> _Prompt_:
Please find every line of the listing below where "Returns" occurs and copy it.
**** Records to process
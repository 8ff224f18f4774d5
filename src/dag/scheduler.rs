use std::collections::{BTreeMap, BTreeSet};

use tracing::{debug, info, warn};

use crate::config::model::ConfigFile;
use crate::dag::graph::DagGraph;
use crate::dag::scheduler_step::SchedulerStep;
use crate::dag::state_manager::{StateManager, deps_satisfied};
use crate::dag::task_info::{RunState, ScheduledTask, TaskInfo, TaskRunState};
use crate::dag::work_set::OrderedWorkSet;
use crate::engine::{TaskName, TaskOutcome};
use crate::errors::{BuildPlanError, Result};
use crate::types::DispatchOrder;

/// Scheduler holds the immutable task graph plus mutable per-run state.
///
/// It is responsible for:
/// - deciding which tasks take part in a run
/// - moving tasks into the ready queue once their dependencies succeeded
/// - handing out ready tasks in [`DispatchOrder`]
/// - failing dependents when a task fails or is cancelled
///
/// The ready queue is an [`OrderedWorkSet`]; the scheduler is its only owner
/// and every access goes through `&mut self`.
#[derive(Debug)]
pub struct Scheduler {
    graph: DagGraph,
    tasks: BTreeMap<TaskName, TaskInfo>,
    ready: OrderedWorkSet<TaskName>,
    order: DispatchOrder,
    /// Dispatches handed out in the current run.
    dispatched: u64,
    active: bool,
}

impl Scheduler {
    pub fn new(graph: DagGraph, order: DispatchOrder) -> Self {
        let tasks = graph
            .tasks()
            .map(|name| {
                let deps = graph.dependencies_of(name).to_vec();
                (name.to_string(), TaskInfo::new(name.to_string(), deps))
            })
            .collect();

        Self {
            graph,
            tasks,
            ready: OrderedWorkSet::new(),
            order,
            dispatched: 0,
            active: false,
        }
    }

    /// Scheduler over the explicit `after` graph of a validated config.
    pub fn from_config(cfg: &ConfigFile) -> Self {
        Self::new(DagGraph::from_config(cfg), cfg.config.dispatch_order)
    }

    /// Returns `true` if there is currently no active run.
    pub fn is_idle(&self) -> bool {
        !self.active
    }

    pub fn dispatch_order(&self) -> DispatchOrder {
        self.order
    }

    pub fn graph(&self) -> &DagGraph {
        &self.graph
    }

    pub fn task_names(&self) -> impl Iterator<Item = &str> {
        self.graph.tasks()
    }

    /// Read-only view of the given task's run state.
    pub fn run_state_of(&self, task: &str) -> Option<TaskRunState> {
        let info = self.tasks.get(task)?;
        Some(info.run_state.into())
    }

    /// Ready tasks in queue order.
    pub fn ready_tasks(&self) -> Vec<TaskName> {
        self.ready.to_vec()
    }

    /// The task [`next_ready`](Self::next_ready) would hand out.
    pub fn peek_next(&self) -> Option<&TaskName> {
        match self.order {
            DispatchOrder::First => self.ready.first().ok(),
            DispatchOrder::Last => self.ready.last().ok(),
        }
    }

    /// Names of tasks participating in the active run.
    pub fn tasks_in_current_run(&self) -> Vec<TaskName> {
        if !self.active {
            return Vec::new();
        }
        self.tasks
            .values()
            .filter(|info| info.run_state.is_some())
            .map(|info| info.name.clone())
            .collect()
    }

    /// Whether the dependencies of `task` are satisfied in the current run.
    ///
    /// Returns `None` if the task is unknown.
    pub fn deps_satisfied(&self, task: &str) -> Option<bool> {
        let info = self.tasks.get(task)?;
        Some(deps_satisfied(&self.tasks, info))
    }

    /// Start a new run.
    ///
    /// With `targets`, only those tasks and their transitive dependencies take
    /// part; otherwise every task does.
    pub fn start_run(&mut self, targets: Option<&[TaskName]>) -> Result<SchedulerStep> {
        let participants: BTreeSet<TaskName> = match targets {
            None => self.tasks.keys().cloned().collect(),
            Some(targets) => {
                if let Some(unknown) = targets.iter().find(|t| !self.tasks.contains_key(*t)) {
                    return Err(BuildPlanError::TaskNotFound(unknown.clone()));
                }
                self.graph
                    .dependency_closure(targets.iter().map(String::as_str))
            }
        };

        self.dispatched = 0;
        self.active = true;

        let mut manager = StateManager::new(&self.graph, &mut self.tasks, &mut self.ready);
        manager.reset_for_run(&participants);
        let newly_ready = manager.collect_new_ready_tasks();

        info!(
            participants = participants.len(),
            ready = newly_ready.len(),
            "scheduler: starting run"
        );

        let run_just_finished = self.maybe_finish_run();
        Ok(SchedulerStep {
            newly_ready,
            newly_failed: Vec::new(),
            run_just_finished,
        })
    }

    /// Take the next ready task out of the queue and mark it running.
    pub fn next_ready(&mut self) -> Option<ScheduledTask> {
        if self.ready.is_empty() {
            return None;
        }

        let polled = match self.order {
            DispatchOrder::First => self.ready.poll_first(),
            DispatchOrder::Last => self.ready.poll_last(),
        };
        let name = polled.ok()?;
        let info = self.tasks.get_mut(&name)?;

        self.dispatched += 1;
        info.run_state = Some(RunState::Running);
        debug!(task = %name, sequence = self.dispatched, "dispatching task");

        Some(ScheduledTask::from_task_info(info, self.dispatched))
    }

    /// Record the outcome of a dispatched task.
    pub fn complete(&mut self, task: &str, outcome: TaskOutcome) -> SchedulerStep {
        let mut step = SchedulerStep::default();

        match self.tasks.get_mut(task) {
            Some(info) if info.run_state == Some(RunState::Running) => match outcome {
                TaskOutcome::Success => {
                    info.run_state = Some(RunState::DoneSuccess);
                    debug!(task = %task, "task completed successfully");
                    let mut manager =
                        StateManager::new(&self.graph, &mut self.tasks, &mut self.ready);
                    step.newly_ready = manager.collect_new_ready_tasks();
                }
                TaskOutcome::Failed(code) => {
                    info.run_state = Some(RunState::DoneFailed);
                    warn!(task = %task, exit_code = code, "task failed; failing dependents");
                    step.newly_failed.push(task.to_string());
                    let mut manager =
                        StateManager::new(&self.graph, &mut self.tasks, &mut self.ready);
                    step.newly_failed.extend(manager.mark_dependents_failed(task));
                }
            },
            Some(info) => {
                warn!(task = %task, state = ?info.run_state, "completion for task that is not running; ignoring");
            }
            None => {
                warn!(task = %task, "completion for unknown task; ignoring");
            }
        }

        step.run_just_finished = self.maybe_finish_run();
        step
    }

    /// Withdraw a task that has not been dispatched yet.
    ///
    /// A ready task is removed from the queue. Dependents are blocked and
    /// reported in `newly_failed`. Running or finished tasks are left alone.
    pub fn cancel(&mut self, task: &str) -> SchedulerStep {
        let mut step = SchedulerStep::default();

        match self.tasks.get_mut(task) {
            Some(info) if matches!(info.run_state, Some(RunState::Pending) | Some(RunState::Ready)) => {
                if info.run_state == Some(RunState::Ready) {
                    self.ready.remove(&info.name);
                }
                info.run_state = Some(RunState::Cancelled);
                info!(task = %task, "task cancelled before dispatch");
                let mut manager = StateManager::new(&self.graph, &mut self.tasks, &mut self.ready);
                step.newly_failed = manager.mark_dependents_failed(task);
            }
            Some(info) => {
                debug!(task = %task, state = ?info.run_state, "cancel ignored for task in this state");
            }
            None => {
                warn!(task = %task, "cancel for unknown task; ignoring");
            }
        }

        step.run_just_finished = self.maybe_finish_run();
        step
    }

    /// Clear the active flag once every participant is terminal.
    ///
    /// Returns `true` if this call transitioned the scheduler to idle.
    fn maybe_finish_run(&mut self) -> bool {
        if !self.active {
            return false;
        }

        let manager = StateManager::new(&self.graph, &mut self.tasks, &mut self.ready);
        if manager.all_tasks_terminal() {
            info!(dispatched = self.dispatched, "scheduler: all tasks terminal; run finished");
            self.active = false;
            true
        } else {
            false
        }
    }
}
********
**** Records to process
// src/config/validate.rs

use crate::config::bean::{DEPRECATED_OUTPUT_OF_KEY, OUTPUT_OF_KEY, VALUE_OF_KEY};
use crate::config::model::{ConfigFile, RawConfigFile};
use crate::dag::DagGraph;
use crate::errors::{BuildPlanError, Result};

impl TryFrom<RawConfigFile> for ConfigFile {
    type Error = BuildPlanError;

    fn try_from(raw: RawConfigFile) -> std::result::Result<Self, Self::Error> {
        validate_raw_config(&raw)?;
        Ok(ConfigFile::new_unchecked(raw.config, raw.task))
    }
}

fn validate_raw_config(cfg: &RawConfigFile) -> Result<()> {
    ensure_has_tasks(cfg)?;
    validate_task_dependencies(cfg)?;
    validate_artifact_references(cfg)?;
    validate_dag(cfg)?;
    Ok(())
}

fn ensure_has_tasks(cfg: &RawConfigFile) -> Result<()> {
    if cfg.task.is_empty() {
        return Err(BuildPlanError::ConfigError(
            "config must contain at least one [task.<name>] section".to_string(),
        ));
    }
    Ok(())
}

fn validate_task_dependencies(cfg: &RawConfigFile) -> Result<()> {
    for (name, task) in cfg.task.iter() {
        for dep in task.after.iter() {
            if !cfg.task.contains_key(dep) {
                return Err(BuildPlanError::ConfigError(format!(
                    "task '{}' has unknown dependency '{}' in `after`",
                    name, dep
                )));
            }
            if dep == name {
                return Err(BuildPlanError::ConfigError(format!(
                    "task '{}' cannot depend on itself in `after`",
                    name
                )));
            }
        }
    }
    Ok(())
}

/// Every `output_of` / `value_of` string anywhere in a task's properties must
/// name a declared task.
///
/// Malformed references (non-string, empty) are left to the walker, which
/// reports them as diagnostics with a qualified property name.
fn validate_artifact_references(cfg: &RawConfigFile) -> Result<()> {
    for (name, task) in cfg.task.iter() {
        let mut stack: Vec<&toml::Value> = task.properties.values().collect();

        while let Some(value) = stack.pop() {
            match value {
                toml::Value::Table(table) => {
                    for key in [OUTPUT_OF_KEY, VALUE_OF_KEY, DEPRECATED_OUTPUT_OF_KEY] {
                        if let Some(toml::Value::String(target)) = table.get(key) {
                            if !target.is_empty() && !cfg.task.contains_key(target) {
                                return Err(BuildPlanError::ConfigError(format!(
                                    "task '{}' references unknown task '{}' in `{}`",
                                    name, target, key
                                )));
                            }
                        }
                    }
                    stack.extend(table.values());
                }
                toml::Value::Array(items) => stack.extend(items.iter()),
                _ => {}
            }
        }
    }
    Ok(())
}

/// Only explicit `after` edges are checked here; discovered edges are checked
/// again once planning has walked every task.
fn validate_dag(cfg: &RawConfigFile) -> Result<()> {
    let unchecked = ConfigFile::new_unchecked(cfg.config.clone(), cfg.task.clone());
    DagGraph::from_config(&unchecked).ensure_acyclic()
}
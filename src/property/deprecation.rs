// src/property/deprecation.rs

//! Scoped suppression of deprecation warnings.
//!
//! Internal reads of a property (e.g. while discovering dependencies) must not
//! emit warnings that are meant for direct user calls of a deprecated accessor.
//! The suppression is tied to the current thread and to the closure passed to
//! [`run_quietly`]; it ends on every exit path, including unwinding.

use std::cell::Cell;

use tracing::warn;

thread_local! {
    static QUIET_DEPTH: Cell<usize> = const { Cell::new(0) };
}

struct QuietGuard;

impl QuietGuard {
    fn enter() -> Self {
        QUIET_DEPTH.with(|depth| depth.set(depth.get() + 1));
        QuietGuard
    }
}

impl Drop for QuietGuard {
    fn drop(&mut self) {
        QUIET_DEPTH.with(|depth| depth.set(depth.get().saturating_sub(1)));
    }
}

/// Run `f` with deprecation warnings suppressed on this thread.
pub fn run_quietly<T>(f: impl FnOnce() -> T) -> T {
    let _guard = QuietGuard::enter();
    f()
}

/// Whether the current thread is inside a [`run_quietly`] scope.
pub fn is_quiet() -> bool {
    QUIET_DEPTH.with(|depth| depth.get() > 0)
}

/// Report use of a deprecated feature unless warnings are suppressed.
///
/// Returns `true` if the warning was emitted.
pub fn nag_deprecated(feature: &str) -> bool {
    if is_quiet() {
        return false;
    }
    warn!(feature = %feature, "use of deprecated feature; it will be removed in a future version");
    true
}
********
**** Records to process
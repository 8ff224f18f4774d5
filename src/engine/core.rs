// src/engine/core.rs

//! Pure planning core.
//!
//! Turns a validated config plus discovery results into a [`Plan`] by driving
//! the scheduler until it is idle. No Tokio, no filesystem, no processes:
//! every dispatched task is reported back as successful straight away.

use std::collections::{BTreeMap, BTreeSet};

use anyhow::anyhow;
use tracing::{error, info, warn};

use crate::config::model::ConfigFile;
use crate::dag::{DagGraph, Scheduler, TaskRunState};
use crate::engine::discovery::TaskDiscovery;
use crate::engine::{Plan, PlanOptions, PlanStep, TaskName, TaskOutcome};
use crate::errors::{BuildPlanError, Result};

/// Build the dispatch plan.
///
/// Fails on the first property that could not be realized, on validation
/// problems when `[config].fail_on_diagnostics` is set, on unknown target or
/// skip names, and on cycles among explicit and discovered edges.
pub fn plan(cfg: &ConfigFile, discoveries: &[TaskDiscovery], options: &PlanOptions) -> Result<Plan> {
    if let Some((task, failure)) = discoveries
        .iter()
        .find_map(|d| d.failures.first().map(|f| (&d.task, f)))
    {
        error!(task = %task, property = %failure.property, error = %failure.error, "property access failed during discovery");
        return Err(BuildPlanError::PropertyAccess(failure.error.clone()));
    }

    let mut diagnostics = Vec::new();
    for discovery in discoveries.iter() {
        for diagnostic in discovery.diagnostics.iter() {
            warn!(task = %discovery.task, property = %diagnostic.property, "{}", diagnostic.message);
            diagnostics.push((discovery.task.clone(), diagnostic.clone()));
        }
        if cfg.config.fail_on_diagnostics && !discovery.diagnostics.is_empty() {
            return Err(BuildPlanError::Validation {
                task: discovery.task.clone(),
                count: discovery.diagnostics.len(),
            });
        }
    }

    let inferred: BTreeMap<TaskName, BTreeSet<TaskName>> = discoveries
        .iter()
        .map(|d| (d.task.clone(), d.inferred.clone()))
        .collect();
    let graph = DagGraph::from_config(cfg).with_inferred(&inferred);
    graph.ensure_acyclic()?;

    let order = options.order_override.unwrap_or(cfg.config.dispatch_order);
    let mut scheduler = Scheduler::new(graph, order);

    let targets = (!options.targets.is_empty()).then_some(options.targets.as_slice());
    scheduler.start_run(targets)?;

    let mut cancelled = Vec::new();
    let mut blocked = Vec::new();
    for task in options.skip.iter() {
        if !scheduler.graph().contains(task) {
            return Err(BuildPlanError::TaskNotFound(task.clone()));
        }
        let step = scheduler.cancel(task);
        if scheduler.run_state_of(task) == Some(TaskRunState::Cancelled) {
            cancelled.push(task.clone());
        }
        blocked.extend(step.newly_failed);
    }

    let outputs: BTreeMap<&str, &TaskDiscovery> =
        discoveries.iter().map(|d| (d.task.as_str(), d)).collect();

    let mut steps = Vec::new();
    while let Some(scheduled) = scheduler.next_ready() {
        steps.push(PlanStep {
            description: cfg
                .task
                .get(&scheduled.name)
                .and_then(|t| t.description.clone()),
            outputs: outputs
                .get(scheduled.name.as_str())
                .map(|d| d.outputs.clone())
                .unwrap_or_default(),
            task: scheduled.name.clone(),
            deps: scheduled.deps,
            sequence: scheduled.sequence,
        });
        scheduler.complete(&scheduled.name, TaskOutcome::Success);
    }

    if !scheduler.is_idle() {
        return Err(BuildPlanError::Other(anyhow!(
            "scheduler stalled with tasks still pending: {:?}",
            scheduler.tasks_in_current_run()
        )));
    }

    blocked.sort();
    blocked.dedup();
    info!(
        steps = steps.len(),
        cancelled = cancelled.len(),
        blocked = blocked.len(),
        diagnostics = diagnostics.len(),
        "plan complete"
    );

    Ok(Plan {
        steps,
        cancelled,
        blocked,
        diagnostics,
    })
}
********
> _Your response_:
    /// Returns `true` if there is currently no active run.
    /// Returns `None` if the task is unknown.
    /// Returns `true` if this call transitioned the scheduler to idle.
/// Returns `true` if the warning was emitted.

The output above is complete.